WHAT THIS TASK INVOLVES: The lines to copy from the data below are those that hold the string "RwLock".

EXTRACTED MATERIAL:
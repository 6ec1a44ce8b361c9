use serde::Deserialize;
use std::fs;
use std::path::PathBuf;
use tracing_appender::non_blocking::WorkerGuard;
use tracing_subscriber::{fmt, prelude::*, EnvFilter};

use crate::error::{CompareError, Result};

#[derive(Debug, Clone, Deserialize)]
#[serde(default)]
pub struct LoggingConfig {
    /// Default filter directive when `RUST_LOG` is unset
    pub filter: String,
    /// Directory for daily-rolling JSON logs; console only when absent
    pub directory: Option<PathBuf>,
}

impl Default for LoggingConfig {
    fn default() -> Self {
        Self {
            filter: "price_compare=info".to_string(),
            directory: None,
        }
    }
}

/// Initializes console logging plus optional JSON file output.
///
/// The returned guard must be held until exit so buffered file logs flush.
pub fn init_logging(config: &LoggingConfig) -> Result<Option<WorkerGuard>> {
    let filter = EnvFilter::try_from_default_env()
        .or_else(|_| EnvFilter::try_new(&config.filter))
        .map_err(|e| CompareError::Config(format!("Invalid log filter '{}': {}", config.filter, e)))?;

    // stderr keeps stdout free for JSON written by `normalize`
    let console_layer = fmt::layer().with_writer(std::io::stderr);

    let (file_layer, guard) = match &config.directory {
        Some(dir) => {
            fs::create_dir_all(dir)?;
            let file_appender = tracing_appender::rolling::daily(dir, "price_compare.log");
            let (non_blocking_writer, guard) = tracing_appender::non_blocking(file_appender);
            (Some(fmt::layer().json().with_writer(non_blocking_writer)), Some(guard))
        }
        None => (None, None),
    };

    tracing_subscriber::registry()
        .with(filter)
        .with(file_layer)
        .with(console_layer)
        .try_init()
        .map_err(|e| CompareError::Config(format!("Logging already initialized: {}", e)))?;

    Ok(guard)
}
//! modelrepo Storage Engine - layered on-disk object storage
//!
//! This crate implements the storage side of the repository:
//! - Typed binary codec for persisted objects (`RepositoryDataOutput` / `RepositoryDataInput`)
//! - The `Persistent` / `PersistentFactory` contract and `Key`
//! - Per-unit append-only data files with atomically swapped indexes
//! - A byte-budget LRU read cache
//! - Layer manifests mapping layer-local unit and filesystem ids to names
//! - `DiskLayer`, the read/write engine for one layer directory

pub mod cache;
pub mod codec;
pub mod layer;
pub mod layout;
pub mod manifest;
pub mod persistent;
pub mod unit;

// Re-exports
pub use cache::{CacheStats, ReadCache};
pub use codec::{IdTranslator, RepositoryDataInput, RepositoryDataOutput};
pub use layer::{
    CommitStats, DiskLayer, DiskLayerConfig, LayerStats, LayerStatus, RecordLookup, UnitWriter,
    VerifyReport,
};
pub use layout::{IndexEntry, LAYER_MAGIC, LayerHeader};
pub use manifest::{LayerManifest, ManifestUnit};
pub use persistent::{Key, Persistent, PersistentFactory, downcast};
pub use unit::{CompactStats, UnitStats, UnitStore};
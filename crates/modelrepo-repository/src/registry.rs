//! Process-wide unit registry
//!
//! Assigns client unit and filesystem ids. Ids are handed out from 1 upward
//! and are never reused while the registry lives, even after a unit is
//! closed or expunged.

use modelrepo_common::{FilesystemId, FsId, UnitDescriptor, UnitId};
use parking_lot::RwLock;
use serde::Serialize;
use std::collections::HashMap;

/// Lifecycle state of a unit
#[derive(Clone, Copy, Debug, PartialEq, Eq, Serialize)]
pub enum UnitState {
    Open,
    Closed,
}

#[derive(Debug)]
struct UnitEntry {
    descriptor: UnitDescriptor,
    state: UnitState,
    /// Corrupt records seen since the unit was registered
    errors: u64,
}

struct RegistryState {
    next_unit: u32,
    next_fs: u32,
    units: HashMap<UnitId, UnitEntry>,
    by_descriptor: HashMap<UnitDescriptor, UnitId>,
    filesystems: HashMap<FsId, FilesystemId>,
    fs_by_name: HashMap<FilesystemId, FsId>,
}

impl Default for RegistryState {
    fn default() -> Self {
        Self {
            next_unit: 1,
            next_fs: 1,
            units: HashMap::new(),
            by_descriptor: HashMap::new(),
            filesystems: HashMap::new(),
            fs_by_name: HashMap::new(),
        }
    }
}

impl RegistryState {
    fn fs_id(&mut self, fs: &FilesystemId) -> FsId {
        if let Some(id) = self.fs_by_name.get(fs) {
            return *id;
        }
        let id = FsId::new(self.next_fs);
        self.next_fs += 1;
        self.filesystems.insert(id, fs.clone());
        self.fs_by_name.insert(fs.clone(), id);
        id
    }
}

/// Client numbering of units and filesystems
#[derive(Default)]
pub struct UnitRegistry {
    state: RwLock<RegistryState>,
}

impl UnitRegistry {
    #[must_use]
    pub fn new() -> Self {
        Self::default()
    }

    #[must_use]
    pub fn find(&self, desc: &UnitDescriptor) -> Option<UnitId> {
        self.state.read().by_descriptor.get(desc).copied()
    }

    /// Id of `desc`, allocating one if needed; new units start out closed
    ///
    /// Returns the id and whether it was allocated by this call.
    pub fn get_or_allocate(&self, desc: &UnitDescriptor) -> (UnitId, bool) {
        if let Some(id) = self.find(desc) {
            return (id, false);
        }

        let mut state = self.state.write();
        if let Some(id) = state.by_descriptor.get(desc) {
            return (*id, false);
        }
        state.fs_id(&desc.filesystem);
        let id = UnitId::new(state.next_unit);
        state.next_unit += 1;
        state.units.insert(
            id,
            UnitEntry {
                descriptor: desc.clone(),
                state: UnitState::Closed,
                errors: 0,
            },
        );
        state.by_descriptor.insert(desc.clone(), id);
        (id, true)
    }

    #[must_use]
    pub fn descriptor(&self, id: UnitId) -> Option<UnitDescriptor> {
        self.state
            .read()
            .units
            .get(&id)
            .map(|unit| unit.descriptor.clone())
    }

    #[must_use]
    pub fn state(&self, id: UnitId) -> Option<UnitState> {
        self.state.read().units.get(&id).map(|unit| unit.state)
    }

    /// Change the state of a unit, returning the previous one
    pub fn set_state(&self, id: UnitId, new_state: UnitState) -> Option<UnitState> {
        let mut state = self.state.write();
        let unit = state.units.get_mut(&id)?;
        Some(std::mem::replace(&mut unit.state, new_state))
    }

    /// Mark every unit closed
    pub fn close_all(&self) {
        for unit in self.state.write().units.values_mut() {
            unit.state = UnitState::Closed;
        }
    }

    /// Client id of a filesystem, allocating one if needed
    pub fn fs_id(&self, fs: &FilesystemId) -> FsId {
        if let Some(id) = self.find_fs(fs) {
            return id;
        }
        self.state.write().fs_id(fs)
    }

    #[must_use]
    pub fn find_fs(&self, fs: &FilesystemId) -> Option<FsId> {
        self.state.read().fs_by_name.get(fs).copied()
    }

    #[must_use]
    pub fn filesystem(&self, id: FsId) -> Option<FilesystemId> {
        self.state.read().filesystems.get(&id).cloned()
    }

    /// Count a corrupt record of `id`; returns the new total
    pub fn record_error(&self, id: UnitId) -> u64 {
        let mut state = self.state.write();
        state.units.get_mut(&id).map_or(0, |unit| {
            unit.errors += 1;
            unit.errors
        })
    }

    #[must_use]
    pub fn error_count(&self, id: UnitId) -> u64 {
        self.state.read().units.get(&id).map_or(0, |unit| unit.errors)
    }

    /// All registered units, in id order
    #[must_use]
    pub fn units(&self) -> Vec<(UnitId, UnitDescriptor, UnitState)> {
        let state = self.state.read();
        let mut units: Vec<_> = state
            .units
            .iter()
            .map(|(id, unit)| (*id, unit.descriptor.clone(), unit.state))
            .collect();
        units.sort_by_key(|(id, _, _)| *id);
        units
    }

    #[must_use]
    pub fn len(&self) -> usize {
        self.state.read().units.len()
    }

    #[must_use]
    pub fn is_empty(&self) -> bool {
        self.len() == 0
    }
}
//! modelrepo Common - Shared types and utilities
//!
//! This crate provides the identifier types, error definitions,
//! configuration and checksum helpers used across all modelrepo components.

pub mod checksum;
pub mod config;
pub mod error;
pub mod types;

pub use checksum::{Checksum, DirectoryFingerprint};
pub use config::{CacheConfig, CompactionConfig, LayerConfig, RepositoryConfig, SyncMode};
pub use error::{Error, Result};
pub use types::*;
...
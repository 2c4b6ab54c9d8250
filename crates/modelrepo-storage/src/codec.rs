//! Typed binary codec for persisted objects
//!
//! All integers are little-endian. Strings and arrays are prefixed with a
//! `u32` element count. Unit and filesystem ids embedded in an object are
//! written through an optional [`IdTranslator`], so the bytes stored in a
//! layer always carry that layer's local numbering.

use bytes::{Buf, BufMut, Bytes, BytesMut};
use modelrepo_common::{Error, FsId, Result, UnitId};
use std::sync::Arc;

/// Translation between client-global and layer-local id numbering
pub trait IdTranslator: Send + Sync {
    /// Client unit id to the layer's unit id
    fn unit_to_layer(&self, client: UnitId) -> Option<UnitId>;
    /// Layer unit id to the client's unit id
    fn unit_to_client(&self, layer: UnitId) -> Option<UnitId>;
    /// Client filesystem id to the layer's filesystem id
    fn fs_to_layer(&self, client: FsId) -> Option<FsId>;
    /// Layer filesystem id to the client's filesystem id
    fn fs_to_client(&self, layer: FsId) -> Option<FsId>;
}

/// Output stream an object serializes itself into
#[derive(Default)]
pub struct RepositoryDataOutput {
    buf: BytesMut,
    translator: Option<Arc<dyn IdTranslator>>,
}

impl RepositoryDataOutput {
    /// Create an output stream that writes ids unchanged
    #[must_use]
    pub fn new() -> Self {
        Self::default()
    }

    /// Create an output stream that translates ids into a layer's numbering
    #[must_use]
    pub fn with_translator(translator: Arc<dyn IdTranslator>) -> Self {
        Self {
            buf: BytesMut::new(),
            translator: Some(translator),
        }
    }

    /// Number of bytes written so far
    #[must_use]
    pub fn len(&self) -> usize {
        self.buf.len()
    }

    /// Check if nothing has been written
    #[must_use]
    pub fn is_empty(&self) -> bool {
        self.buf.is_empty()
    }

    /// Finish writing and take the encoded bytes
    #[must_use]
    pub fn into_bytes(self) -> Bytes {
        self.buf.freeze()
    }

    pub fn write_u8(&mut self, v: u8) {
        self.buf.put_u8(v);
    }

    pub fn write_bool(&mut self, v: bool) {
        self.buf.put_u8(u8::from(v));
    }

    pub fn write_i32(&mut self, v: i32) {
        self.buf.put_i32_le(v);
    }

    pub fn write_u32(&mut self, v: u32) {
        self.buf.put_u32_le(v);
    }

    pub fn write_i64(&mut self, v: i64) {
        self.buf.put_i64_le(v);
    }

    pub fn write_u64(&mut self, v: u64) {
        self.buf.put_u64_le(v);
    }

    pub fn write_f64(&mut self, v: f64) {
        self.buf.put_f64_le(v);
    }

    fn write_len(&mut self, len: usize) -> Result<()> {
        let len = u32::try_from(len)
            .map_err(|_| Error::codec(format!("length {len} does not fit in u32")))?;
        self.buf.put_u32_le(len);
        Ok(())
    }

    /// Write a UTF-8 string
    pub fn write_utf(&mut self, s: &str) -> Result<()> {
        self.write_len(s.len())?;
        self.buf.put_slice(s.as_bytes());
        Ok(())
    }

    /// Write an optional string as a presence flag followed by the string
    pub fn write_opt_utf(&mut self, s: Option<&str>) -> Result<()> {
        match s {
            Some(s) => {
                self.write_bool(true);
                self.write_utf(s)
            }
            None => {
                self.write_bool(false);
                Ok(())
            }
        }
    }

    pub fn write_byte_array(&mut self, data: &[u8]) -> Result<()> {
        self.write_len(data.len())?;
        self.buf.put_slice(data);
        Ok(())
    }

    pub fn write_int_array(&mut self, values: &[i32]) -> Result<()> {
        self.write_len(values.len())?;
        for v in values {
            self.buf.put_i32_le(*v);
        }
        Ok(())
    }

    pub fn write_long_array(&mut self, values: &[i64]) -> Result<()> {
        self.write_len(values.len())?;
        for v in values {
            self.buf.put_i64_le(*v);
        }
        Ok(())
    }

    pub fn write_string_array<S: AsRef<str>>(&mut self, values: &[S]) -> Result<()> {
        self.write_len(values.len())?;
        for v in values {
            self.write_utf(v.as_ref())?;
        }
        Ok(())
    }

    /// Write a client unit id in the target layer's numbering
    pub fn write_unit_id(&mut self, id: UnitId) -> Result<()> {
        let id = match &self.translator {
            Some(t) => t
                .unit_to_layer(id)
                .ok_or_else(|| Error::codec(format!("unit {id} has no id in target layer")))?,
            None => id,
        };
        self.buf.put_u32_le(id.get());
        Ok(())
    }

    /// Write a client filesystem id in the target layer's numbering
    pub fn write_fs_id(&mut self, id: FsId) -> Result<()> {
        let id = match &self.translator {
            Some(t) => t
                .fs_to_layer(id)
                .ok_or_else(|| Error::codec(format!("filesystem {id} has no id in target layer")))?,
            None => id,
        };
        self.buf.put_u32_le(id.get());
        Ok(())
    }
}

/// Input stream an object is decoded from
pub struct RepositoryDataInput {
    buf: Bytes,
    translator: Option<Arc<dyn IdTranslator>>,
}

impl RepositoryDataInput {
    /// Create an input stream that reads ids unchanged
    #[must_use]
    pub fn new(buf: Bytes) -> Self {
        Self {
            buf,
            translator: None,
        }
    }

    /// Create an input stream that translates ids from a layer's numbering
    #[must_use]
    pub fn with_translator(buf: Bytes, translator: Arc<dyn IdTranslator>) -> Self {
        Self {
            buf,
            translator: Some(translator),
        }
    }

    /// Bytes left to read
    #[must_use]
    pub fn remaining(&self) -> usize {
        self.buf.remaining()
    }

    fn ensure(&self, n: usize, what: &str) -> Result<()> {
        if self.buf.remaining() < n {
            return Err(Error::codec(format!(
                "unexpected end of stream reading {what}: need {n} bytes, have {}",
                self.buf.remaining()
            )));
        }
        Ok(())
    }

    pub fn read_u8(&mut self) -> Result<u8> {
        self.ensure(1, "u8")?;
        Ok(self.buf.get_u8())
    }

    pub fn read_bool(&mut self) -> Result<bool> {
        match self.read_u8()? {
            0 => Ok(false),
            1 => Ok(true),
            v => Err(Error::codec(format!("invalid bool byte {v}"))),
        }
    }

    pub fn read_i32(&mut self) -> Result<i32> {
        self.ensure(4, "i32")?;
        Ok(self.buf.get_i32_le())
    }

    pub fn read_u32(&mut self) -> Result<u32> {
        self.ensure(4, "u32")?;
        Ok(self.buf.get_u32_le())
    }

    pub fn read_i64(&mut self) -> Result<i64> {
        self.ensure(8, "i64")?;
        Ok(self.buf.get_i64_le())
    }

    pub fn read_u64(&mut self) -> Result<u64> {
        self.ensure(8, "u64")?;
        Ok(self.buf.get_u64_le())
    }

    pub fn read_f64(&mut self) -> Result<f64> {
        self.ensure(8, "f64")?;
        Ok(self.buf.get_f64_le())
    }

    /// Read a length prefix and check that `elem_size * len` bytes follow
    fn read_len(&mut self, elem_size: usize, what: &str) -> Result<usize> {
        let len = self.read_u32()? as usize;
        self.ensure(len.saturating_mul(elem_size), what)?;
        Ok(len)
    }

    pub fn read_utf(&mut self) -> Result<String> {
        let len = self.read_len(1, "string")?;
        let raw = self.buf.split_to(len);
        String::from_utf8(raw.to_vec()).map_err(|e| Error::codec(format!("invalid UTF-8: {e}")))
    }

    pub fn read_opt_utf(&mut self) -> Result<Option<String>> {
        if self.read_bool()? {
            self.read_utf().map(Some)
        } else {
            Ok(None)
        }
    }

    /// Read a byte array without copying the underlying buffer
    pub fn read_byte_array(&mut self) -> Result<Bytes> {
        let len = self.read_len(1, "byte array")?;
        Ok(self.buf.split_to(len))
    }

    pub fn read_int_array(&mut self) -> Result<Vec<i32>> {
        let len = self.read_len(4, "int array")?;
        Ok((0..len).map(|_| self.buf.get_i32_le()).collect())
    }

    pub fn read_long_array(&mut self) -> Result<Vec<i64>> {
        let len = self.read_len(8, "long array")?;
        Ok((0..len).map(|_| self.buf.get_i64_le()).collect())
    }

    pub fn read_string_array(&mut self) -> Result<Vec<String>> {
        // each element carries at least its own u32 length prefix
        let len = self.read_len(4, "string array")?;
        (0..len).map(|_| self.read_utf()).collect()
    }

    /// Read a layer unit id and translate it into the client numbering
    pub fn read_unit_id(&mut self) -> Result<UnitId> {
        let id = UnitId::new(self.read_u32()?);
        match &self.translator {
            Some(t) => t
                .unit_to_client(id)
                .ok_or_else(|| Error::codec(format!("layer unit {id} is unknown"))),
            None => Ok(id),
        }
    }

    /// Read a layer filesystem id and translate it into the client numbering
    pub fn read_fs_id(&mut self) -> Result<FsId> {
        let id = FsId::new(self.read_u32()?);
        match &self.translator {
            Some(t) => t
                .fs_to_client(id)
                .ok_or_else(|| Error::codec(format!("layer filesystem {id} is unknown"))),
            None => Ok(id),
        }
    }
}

REPLY TO THE TASK:
use parking_lot::RwLock;
    state: RwLock<RegistryState>,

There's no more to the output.